Abstract Introduction Despite numerous observational studies reporting a positive correlation between polyunsaturated fatty acids (PUFAs) and the risk of sepsis and mortality, the causation of such an association has yet to be firmly established. Thus, our study aimed to undertake the Mendelian randomization (MR) approach to scrutinize the potential causalities of PUFAs with sepsis and mortality risk. Methods We conducted the MR investigation using genome-wide association study (GWAS) summary statistics of PUFAs [including omega-3 fatty acids (omega-3), omega-6 fatty acids (omega-6), the ratio of omega-6 to omega-3 fatty acids (omega-6:3), docosahexaenoic acid (DHA), linoleic acid (LA)], sepsis, and sepsis mortality. We utilized the GWAS summary data from the UK Biobank. To establish reliable causality, we employed the inverse-variance weighted (IVW) method as the primary analytical approach, together with four additional MR methods. In addition, we performed heterogeneity and horizontal pleiotropy assessments using Cochrane’s Q test and MR-Egger intercept test, respectively. Finally, we performed a series of sensitivity analyses to enhance the precision and veracity of our findings. Results The IVW method showed that genetically predicted omega-3 [odd ratio (OR) 0.914, 95% confidence interval (CI) 0.845–0.987, P = 0.023] and DHA (OR 0.893, 95% CI 0.815–0.979, P = 0.015) were suggestively linked to a decreased risk of sepsis. Furthermore, genetically predicted DHA (OR 0.819, 95% CI 0.681–0.986, P = 0.035) was suggestively associated with a reduced risk of sepsis-related death. Conversely, the omega-6:3 ratio (OR 1.177, 95% CI 1.011–1.371, P = 0.036) was suggestively linked to an increased risk of sepsis-induced mortality. On the basis of the MR-Egger intercept assessment, it appears that our MR examination was not influenced by any horizontal pleiotropy (all P > 0.05).

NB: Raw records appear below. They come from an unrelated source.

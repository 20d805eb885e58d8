use heck::{ToShoutySnakeCase, ToSnakeCase};
use proc_macro::TokenStream;
use proc_macro2::Span;
use quote::quote;
use std::collections::BTreeMap;
use syn::{LitStr, Token, parse::Parse, parse::ParseStream, parse_macro_input};

/// Options for the rpc_gen! macro
struct GenOptions {
    client: bool,
    server: bool,
}

/// Custom parser for macro arguments
struct GenInput {
    schema_path: LitStr,
    options: Vec<(syn::Ident, syn::Lit)>,
}

impl Parse for GenInput {
    fn parse(input: ParseStream) -> syn::Result<Self> {
        let schema_path: LitStr = input.parse()?;
        let mut options = Vec::new();

        while !input.is_empty() {
            input.parse::<Token![,]>()?;
            if input.is_empty() {
                break;
            }
            let key: syn::Ident = input.parse()?;
            input.parse::<Token![=]>()?;
            let value: syn::Lit = input.parse()?;
            options.push((key, value));
        }

        Ok(GenInput {
            schema_path,
            options,
        })
    }
}

/// Service schema parsed from YAML.
///
/// Maps are ordered so that every crate compiling the same schema lays out
/// struct fields, and therefore the bincode encoding, identically.
#[derive(Debug, serde::Deserialize)]
struct ServiceDefinition {
    service: String,
    methods: BTreeMap<String, MethodDefinition>,
}

#[derive(Debug, serde::Deserialize)]
struct MethodDefinition {
    #[serde(default)]
    request: BTreeMap<String, String>,
    #[serde(default)]
    response: BTreeMap<String, String>,
}

/// Generates typed request/response structs, a client and a server adapter
/// for the service described by a YAML schema.
///
/// ```ignore
/// agentrpc::rpc_gen!("schema/appliance_agent.yaml", client = true, server = true, module = "appliance_agent");
/// ```
///
/// The path is resolved against the calling crate's `CARGO_MANIFEST_DIR`.
#[proc_macro]
pub fn rpc_gen(input: TokenStream) -> TokenStream {
    let gen_input = parse_macro_input!(input as GenInput);

    let schema_path = gen_input.schema_path.value();
    let mut options = GenOptions {
        client: true,
        server: true,
    };
    let mut module: Option<String> = None;

    for (key, value) in gen_input.options {
        match (key.to_string().as_str(), value) {
            ("client", syn::Lit::Bool(lit_bool)) => options.client = lit_bool.value(),
            ("server", syn::Lit::Bool(lit_bool)) => options.server = lit_bool.value(),
            ("module", syn::Lit::Str(lit_str)) => module = Some(lit_str.value()),
            (other, _) => {
                return syn::Error::new_spanned(
                    key,
                    format!(
                        "Unknown or mistyped option '{}' (expected client = bool, server = bool, module = \"name\")",
                        other
                    ),
                )
                .to_compile_error()
                .into();
            }
        }
    }

    let full_path = if std::path::Path::new(&schema_path).is_absolute() {
        std::path::PathBuf::from(&schema_path)
    } else {
        let manifest_dir =
            std::env::var("CARGO_MANIFEST_DIR").unwrap_or_else(|_| ".".to_string());
        std::path::Path::new(&manifest_dir).join(&schema_path)
    };

    let schema = match std::fs::read_to_string(&full_path) {
        Ok(content) => content,
        Err(e) => {
            return syn::Error::new_spanned(
                &gen_input.schema_path,
                format!(
                    "Failed to read schema '{}' (tried '{}'): {}",
                    schema_path,
                    full_path.display(),
                    e
                ),
            )
            .to_compile_error()
            .into();
        }
    };

    let service_def: ServiceDefinition = match serde_yaml::from_str(&schema) {
        Ok(def) => def,
        Err(e) => {
            return syn::Error::new_spanned(
                &gen_input.schema_path,
                format!("Failed to parse schema: {}", e),
            )
            .to_compile_error()
            .into();
        }
    };

    let module_name = module.unwrap_or_else(|| service_def.service.to_snake_case());
    let module_ident = ident(&module_name);
    let generated_code = match generate_code(&service_def, &options) {
        Ok(code) => code,
        Err(e) => {
            return syn::Error::new_spanned(
                &gen_input.schema_path,
                format!("Invalid schema '{}': {}", schema_path, e),
            )
            .to_compile_error()
            .into();
        }
    };

    let output = quote! {
        pub mod #module_ident {
            #generated_code
        }
    };

    output.into()
}

fn ident(name: &str) -> syn::Ident {
    syn::Ident::new(name, Span::call_site())
}

fn method_const(method_name: &str) -> syn::Ident {
    ident(&format!("METHOD_{}", method_name.to_shouty_snake_case()))
}

fn request_ident(method_name: &str) -> syn::Ident {
    ident(&format!("{}Request", method_name))
}

fn response_ident(method_name: &str) -> syn::Ident {
    ident(&format!("{}Response", method_name))
}

fn generate_code(
    service_def: &ServiceDefinition,
    options: &GenOptions,
) -> syn::Result<proc_macro2::TokenStream> {
    let constants = generate_constants(service_def);
    let structs = generate_request_response_structs(service_def)?;
    let client = if options.client {
        generate_client_code(service_def)
    } else {
        quote! {}
    };
    let server = if options.server {
        generate_server_code(service_def)
    } else {
        quote! {}
    };

    Ok(quote! {
        #constants
        #structs
        #client
        #server
    })
}

/// Service and method names as they appear on the wire.
fn generate_constants(service_def: &ServiceDefinition) -> proc_macro2::TokenStream {
    let service_name = &service_def.service;

    let method_constants = service_def.methods.keys().map(|method_name| {
        let const_ident = method_const(method_name);
        quote! {
            pub const #const_ident: &str = #method_name;
        }
    });

    quote! {
        pub const SERVICE_NAME: &str = #service_name;
        #(#method_constants)*
    }
}

fn generate_fields(
    fields: &BTreeMap<String, String>,
) -> syn::Result<Vec<proc_macro2::TokenStream>> {
    fields
        .iter()
        .map(|(field_name, field_type)| {
            let field_ident: syn::Ident = syn::parse_str(field_name).map_err(|e| {
                syn::Error::new(e.span(), format!("invalid field name `{}`", field_name))
            })?;
            let field_type = parse_type(field_type).map_err(|e| {
                syn::Error::new(
                    e.span(),
                    format!("field `{}` has invalid type `{}`: {}", field_name, field_type, e),
                )
            })?;
            Ok(quote! {
                pub #field_ident: #field_type
            })
        })
        .collect()
}

fn generate_request_response_structs(
    service_def: &ServiceDefinition,
) -> syn::Result<proc_macro2::TokenStream> {
    let mut structs = Vec::with_capacity(service_def.methods.len());
    for (method_name, method_def) in &service_def.methods {
        let request_name = request_ident(method_name);
        let response_name = response_ident(method_name);
        let request_fields = generate_fields(&method_def.request)?;
        let response_fields = generate_fields(&method_def.response)?;

        structs.push(quote! {
            #[derive(Debug, Clone, PartialEq, ::agentrpc::serde::Serialize, ::agentrpc::serde::Deserialize)]
            #[serde(crate = "::agentrpc::serde")]
            pub struct #request_name {
                #(#request_fields),*
            }

            #[derive(Debug, Clone, PartialEq, ::agentrpc::serde::Serialize, ::agentrpc::serde::Deserialize)]
            #[serde(crate = "::agentrpc::serde")]
            pub struct #response_name {
                #(#response_fields),*
            }
        });
    }

    Ok(quote! {
        #(#structs)*
    })
}

fn generate_client_code(service_def: &ServiceDefinition) -> proc_macro2::TokenStream {
    let client_name = ident(&format!("{}Client", service_def.service));

    let methods = service_def.methods.keys().map(|method_name| {
        let method_ident = ident(&method_name.to_snake_case());
        let const_ident = method_const(method_name);
        let request_type = request_ident(method_name);
        let response_type = response_ident(method_name);

        quote! {
            pub async fn #method_ident(&self, request: #request_type) -> ::agentrpc::Result<#response_type> {
                let response = self
                    .inner
                    .call(SERVICE_NAME, #const_ident, ::agentrpc::encode_payload(request)?)
                    .await?;

                ::agentrpc::decode_payload::<#response_type>(response)
            }
        }
    });

    quote! {
        pub struct #client_name {
            inner: ::std::sync::Arc<::agentrpc::client::RPCClient>,
        }

        impl #client_name {
            pub async fn try_new(address: String) -> ::agentrpc::Result<Self> {
                let inner = ::agentrpc::client::RPCClientBuilder::new()
                    .address(address)
                    .build()
                    .await?;
                Ok(Self { inner })
            }

            /// Connects with `timeout` bounding the connect and every call.
            pub async fn connect(address: String, timeout: ::std::time::Duration) -> ::agentrpc::Result<Self> {
                let inner = ::agentrpc::client::RPCClientBuilder::new()
                    .address(address)
                    .timeout(timeout)
                    .build()
                    .await?;
                Ok(Self { inner })
            }

            pub fn from_client(inner: ::std::sync::Arc<::agentrpc::client::RPCClient>) -> Self {
                Self { inner }
            }

            pub async fn close(&self) -> ::agentrpc::Result<()> {
                self.inner.shutdown().await
            }

            #(#methods)*
        }
    }
}

fn generate_server_code(service_def: &ServiceDefinition) -> proc_macro2::TokenStream {
    let service_trait_name = ident(&format!("{}Service", service_def.service));
    let server_name = ident(&format!("{}Server", service_def.service));

    let trait_methods = service_def.methods.keys().map(|method_name| {
        let method_ident = ident(&method_name.to_snake_case());
        let request_type = request_ident(method_name);
        let response_type = response_ident(method_name);

        quote! {
            async fn #method_ident(&self, request: #request_type) -> ::agentrpc::Result<#response_type>;
        }
    });

    let handler_registrations = service_def.methods.keys().map(|method_name| {
        let method_ident = ident(&method_name.to_snake_case());
        let const_ident = method_const(method_name);
        let request_type = request_ident(method_name);

        quote! {
            {
                let inner = self.inner.clone();
                server.register_service(
                    SERVICE_NAME.to_string(),
                    #const_ident.to_string(),
                    Box::new(move |payload: Vec<u8>| {
                        let inner = inner.clone();
                        Box::pin(async move {
                            let request = ::agentrpc::decode_payload::<#request_type>(payload)
                                .map_err(|e| ::agentrpc::RPCStatus::new(
                                    ::agentrpc::StatusCode::InvalidArgument,
                                    format!("Failed to decode request: {}", e),
                                ))?;
                            let response = inner.#method_ident(request).await.map_err(|e| {
                                ::agentrpc::RPCStatus::new(::agentrpc::StatusCode::Internal, e.to_string())
                            })?;
                            ::agentrpc::encode_payload(response).map_err(|e| {
                                ::agentrpc::RPCStatus::new(
                                    ::agentrpc::StatusCode::Internal,
                                    format!("Failed to encode response: {}", e),
                                )
                            })
                        })
                    }),
                );
            }
        }
    });

    quote! {
        #[::agentrpc::async_trait]
        pub trait #service_trait_name: Send + Sync + 'static {
            #(#trait_methods)*
        }

        pub struct #server_name<T: #service_trait_name> {
            inner: ::std::sync::Arc<T>,
        }

        impl<T: #service_trait_name> #server_name<T> {
            pub fn new(service: T) -> Self {
                Self {
                    inner: ::std::sync::Arc::new(service),
                }
            }

            pub fn register(&self, server: &mut ::agentrpc::server::RPCServer) {
                #(#handler_registrations)*
            }
        }
    }
}

/// Parses a schema type such as `u32`, `Vec<String>` or `std::string::String`.
fn parse_type(type_str: &str) -> syn::Result<syn::Type> {
    syn::parse_str(type_str.trim())
}
/// COCO annotation handling
///
/// Loading and indexing annotation documents, converting annotations into
/// detections, and decoding segmentations into masks.
pub mod parser;
pub mod index;
pub mod detections;
pub mod mask;
pub mod rle;
pub mod sam;

pub use detections::{annotations_to_detections, Detections};
pub use index::{
    find_annotations_by_filename, find_annotations_by_image_id, find_image_by_filename,
    AnnotationIndex,
};
pub use mask::{Mask, ShapeStats};
pub use parser::{
    Annotation, AnnotationDocument, Category, DocumentStats, ImageRecord, License, Rle,
    RleCounts, Segmentation, ValidationReport,
};
pub use sam::{load_sam_masks, SamMask};
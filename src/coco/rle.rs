/// RLE (Run-Length Encoding) decoder for COCO segmentation masks
///
/// RLE format: {"size": [height, width], "counts": [run1, run2, ...]}
/// Counts alternate between 0s and 1s, starting with 0s.
/// IMPORTANT: COCO RLE uses COLUMN-MAJOR (Fortran) order!
///
/// `counts` may also be the compressed string form written by pycocotools.
use super::mask::Mask;
use super::parser::{Rle, RleCounts, Segmentation};
use crate::error::{CocoError, Result};

/// Decode RLE to a row-major binary mask.
///
/// Counts may cover fewer pixels than `size`; the rest stays background.
/// Counts that run past the end, or a size above [`MAX_MASK_PIXELS`], are
/// rejected before anything is allocated.
///
/// [`MAX_MASK_PIXELS`]: super::mask::MAX_MASK_PIXELS
pub fn decode(rle: &Rle) -> Result<Mask> {
    let height = rle.size[0] as usize;
    let width = rle.size[1] as usize;

    let counts = match &rle.counts {
        RleCounts::Uncompressed(counts) => counts.clone(),
        RleCounts::Compressed(s) => decode_counts_string(s)?,
    };

    let covered: u64 = counts.iter().map(|&c| u64::from(c)).sum();
    let total_pixels = (height as u64).checked_mul(width as u64);
    if total_pixels.map_or(true, |total| covered > total) {
        return Err(CocoError::InvalidRle(format!(
            "counts cover {} pixels but the mask is {}x{}",
            covered, height, width
        )));
    }

    let mut mask = Mask::new(width, height)?;
    let mut pos = 0usize;
    let mut value = false; // Start with background

    for &count in &counts {
        let end = pos + count as usize;

        if value {
            for i in pos..end {
                // Column-major position -> row-major storage
                let row = i % height;
                let col = i / height;
                mask.data[row * width + col] = true;
            }
        }

        pos = end;
        value = !value;
    }

    Ok(mask)
}

/// Decode the compressed COCO counts string.
///
/// Each count is stored as 5-bit groups in printable chars (offset 48), with
/// bit 0x20 marking continuation and bit 0x10 of the last group carrying the
/// sign. From the fourth count on, values are deltas against the count two
/// positions back.
pub fn decode_counts_string(s: &str) -> Result<Vec<u32>> {
    let bytes = s.as_bytes();
    let mut counts: Vec<u32> = Vec::new();
    let mut p = 0usize;

    while p < bytes.len() {
        let mut x: i64 = 0;
        let mut k = 0u32;
        loop {
            let Some(&byte) = bytes.get(p) else {
                return Err(CocoError::InvalidRle(format!(
                    "counts string ends inside a value at byte {p}"
                )));
            };
            let c = i64::from(byte) - 48;
            if !(0..64).contains(&c) || k > 11 {
                return Err(CocoError::InvalidRle(format!(
                    "invalid byte {byte:#04x} at position {p}"
                )));
            }

            x |= (c & 0x1f) << (5 * k);
            p += 1;
            k += 1;

            if c & 0x20 == 0 {
                if c & 0x10 != 0 {
                    x |= -1i64 << (5 * k);
                }
                break;
            }
        }

        if counts.len() > 2 {
            x = x
                .checked_add(i64::from(counts[counts.len() - 2]))
                .ok_or_else(|| CocoError::InvalidRle(format!("run length overflows at byte {p}")))?;
        }
        let count = u32::try_from(x).map_err(|_| {
            CocoError::InvalidRle(format!("run length {x} out of range at count {}", counts.len()))
        })?;
        counts.push(count);
    }

    Ok(counts)
}

impl Segmentation {
    /// Rasterize polygons or decode RLE into a mask of the given size.
    pub fn to_mask(&self, height: usize, width: usize) -> Result<Mask> {
        match self {
            Segmentation::Polygons(polygons) => Mask::from_polygons(polygons, width, height),
            Segmentation::Rle(rle) => {
                let mask = decode(rle)?;
                if mask.width != width || mask.height != height {
                    return Err(CocoError::InvalidRle(format!(
                        "RLE size {}x{} does not match image size {}x{}",
                        mask.height, mask.width, height, width
                    )));
                }
                Ok(mask)
            }
        }
    }
}

#[cfg(test)]
mod tests {
    use super::*;

    #[test]
    fn test_rle_decode() {
        // Simple 3x3 mask with center pixel set
        let rle = Rle {
            size: [3, 3],
            counts: RleCounts::Uncompressed(vec![4, 1, 4]),
        };

        let mask = decode(&rle).unwrap();
        assert_eq!(mask.data.len(), 9);
        assert_eq!(mask.area(), 1);
        assert!(mask.get(1, 1));
    }

    #[test]
    fn test_rle_is_column_major() {
        // 2 rows x 3 cols, second column set
        let rle = Rle {
            size: [2, 3],
            counts: RleCounts::Uncompressed(vec![2, 2, 2]),
        };

        let mask = decode(&rle).unwrap();
        assert_eq!(mask.width, 3);
        assert_eq!(mask.height, 2);
        assert_eq!(mask.data, vec![false, true, false, false, true, false]);
    }

    #[test]
    fn test_rle_overrun_is_rejected() {
        let rle = Rle {
            size: [2, 2],
            counts: RleCounts::Uncompressed(vec![1, 5]),
        };
        assert!(matches!(decode(&rle), Err(CocoError::InvalidRle(_))));
    }

    #[test]
    fn test_compressed_counts() {
        assert_eq!(decode_counts_string("414").unwrap(), vec![4, 1, 4]);
        assert_eq!(decode_counts_string("X1").unwrap(), vec![40]);
        // Fourth value is a delta of +1 against the second count
        assert_eq!(decode_counts_string("4141").unwrap(), vec![4, 1, 4, 2]);
        assert!(decode_counts_string("X").is_err());
    }

    #[test]
    fn test_compressed_counts_out_of_range() {
        // Twelve 5-bit groups decode to a value far above u32::MAX
        let huge = format!("{}?", "o".repeat(11)).repeat(40);
        assert!(matches!(decode_counts_string(&huge), Err(CocoError::InvalidRle(_))));

        // 'K' is -5: negative as a first count, and as a delta taking 1 to -4
        assert!(decode_counts_string("K").is_err());
        assert!(decode_counts_string("414K").is_err());

        // A delta that lifts the count past u32::MAX
        let max_then_delta = format!("414{}3", "o".repeat(6));
        assert!(decode_counts_string(&max_then_delta).is_err());
    }

    #[test]
    fn test_oversized_rle_is_rejected() {
        let rle = Rle {
            size: [u32::MAX, u32::MAX],
            counts: RleCounts::Uncompressed(vec![0]),
        };
        assert!(matches!(decode(&rle), Err(CocoError::MaskTooLarge { .. })));

        let rle = Rle {
            size: [u32::MAX, u32::MAX],
            counts: RleCounts::Uncompressed(vec![u32::MAX; 3]),
        };
        assert!(decode(&rle).is_err());
    }

    #[test]
    fn test_compressed_rle_decode() {
        let rle = Rle {
            size: [3, 3],
            counts: RleCounts::Compressed("414".to_string()),
        };
        let mask = decode(&rle).unwrap();
        assert!(mask.get(1, 1));
        assert_eq!(mask.area(), 1);
    }

    #[test]
    fn test_segmentation_to_mask() {
        let polygons = Segmentation::Polygons(vec![vec![0.0, 0.0, 2.0, 0.0, 2.0, 2.0, 0.0, 2.0]]);
        assert_eq!(polygons.to_mask(4, 4).unwrap().area(), 4);

        let rle = Segmentation::Rle(Rle {
            size: [3, 3],
            counts: RleCounts::Uncompressed(vec![4, 1, 4]),
        });
        assert!(rle.to_mask(3, 3).is_ok());
        assert!(rle.to_mask(4, 4).is_err());
    }
}
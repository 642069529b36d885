/// Lookups over a loaded annotation document
///
/// The free functions scan the document directly. `AnnotationIndex` builds
/// hash maps once for callers that query many images.
use std::collections::HashMap;
use log::debug;

use super::parser::{Annotation, AnnotationDocument, ImageRecord};

/// All annotations referencing `image_id`, in document order.
pub fn find_annotations_by_image_id(document: &AnnotationDocument, image_id: u64) -> Vec<&Annotation> {
    document
        .annotations
        .iter()
        .filter(|ann| ann.image_id == image_id)
        .collect()
}

/// First image whose `file_name` matches exactly.
pub fn find_image_by_filename<'a>(document: &'a AnnotationDocument, file_name: &str) -> Option<&'a ImageRecord> {
    document.images.iter().find(|img| img.file_name == file_name)
}

/// Annotations of the image called `file_name`.
///
/// `None` means the file name is unknown; `Some(vec![])` means the image
/// exists but carries no annotations.
pub fn find_annotations_by_filename<'a>(
    document: &'a AnnotationDocument,
    file_name: &str,
) -> Option<Vec<&'a Annotation>> {
    find_image_by_filename(document, file_name)
        .map(|image| find_annotations_by_image_id(document, image.id))
}

/// Prebuilt lookup tables borrowing a document
pub struct AnnotationIndex<'a> {
    document: &'a AnnotationDocument,

    /// image id -> positions in `document.annotations`, in document order
    by_image_id: HashMap<u64, Vec<usize>>,

    /// file name -> position of the first image with that name
    by_file_name: HashMap<&'a str, usize>,
}

impl<'a> AnnotationIndex<'a> {
    pub fn new(document: &'a AnnotationDocument) -> Self {
        let mut by_image_id: HashMap<u64, Vec<usize>> = HashMap::new();
        for (pos, ann) in document.annotations.iter().enumerate() {
            by_image_id.entry(ann.image_id).or_default().push(pos);
        }

        let mut by_file_name = HashMap::with_capacity(document.images.len());
        for (pos, image) in document.images.iter().enumerate() {
            // Keep the first occurrence so duplicates resolve like a linear scan
            by_file_name.entry(image.file_name.as_str()).or_insert(pos);
        }

        debug!("Indexed {} images and {} annotation groups",
               by_file_name.len(), by_image_id.len());

        Self { document, by_image_id, by_file_name }
    }

    pub fn document(&self) -> &'a AnnotationDocument {
        self.document
    }

    pub fn annotations_by_image_id(&self, image_id: u64) -> Vec<&'a Annotation> {
        let document = self.document;
        self.by_image_id
            .get(&image_id)
            .map(|positions| positions.iter().map(|&pos| &document.annotations[pos]).collect())
            .unwrap_or_default()
    }

    pub fn image_by_filename(&self, file_name: &str) -> Option<&'a ImageRecord> {
        let document = self.document;
        self.by_file_name.get(file_name).map(|&pos| &document.images[pos])
    }

    pub fn annotations_by_filename(&self, file_name: &str) -> Option<Vec<&'a Annotation>> {
        self.image_by_filename(file_name)
            .map(|image| self.annotations_by_image_id(image.id))
    }
}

Moreover, the reliability of the estimated causal association was confirmed by the sensitivity analyses. Conclusion Our study supported the casual effect between PUFAs and susceptibility to sepsis and sepsis-related death. Our findings underline the importance of specific PUFAs levels, particularly for individuals with a genetic susceptibility to sepsis. Further research is needed to confirm these findings and investigate the underlying mechanisms.